Clay substrate is the popular choice for riparium planters, it works well in tanks with a background where the clay gets hidden by the foliage and blends into the background.
But my tank is free standing, "front" and "back" are relative to what side of the desk you're on. Clay, gravel, or any other colored substrate would be very obvious, distracting, and would block light. So I started going over options for light or clear substrate.
After doing some research, it looks like the ideal riparium substrates are:
- Have enough gaps for water / air flow
- Not too heavy for the planter
- Not too light to float away
- Big enough not to spill out of the planter holes
Options I considered were:
Option 1) Filter sponges or floss. Since a lot of "ripariums" are planted HOB filters, we already know these work really well as planting medium. They're light colored and not super distracting, but they're opaque and would still create shade.
Option 2) Glass beads. I think these are too heavy for planters. Maybe okay with mine, which have hooks, but definitely sounds like a bad idea for planters with suction cups.
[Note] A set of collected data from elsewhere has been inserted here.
//! User registration and base-currency grants.

use std::sync::Arc;

use pitboss_ledger::LedgerStore;
use pitboss_types::{PitbossError, Result, User};
use rust_decimal::Decimal;
use tracing::info;

use crate::settings::Settings;

/// Registers users.
#[derive(Debug)]
pub struct Accounts<S> {
    store: Arc<S>,
    settings: Settings,
}

impl<S> Clone for Accounts<S> {
    fn clone(&self) -> Self {
        Self {
            store: Arc::clone(&self.store),
            settings: self.settings.clone(),
        }
    }
}

impl<S: LedgerStore> Accounts<S> {
    #[must_use]
    pub fn new(store: Arc<S>, settings: Settings) -> Self {
        Self { store, settings }
    }

    /// Register a new user.
    ///
    /// # Errors
    /// - `InvalidInput` for a blank name
    /// - `DuplicateUser` if the name is taken case-insensitively
    pub fn register_user(&self, username: &str) -> Result<User> {
        let user = new_user(username)?;
        let row = user.clone();
        self.store.transaction(|tx| tx.insert_user(row))?;
        info!(user = %user.id, username = %user.username, "user registered");
        Ok(user)
    }

    /// Look a user up, registering them on first sight.
    ///
    /// # Errors
    /// `InvalidInput` for a blank name.
    pub fn ensure_user(&self, username: &str) -> Result<User> {
        let fresh = new_user(username)?;
        self.store.transaction(|tx| {
            if let Some(existing) = tx.user_by_name(username) {
                return Ok(existing);
            }
            tx.insert_user(fresh.clone())?;
            info!(user = %fresh.id, username = %fresh.username, "user registered");
            Ok(fresh)
        })
    }

    /// Credit base currency to a user, e.g. a starting allowance.
    ///
    /// # Errors
    /// - `UserNotFound` for an unknown user
    /// - `InvalidAmount` for a zero grant
    pub fn grant_base(&self, username: &str, amount: u64) -> Result<Decimal> {
        if amount == 0 {
            return Err(PitbossError::InvalidAmount {
                reason: "grant must be greater than zero".to_string(),
            });
        }
        let symbol = &self.settings.base_symbol;
        let balance = self.store.transaction(|tx| {
            let user = tx
                .user_by_name(username)
                .ok_or_else(|| PitbossError::UserNotFound(username.trim().to_string()))?;
            tx.credit(user.id, symbol, Decimal::from(amount))
        })?;
        info!(username = %username.trim(), symbol = %symbol, amount, "base currency granted");
        Ok(balance)
    }
}

fn new_user(username: &str) -> Result<User> {
    if username.trim().is_empty() {
        return Err(PitbossError::InvalidInput {
            reason: "username required".to_string(),
        });
    }
    Ok(User::new(username))
}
Option 3) Plastic beads. They would be lightweight compared to the glass beads. Some might be TOO lightweight and float. All the ones I found were too small and would have spilled out of the holes in the planter. This seems like the ideal clear substrate, if you can find the right thing.
Option 4) Floral water beads. This is what I ended up using.
Floral water beads are a water absorbent polymer. They are non-toxic and biodegradable. The gel is used to give drinking water to insects. But are they safe for fish?
Answers were divided. No one seemed to have any evidence, anecdotal or otherwise, if these are aquarium safe. I erred on the side of "Let's experiment!" and tried them out.
Here's what I found:
- You need way less beads than you think you will.
- The clear water beads are invisible in the water.
- They are lightweight. They will not float, but if the planter is SLIGHTLY uneven, they will absolutely spill out. I had to add extra plastic to the hooks to get my planters to stay level, to keep them from falling out.
- I'm not sure, but they might come out if the planter is on suction cups and completely underwater. Maybe they could be capped with glass beads?
- In retrospect, it might be a good idea to use a lightly colored (yellow maybe?) bead, because groping around the bottom of your tank for literally invisible beads is a pain in the butt. They are also kind of slippery so it's hard to pick them up.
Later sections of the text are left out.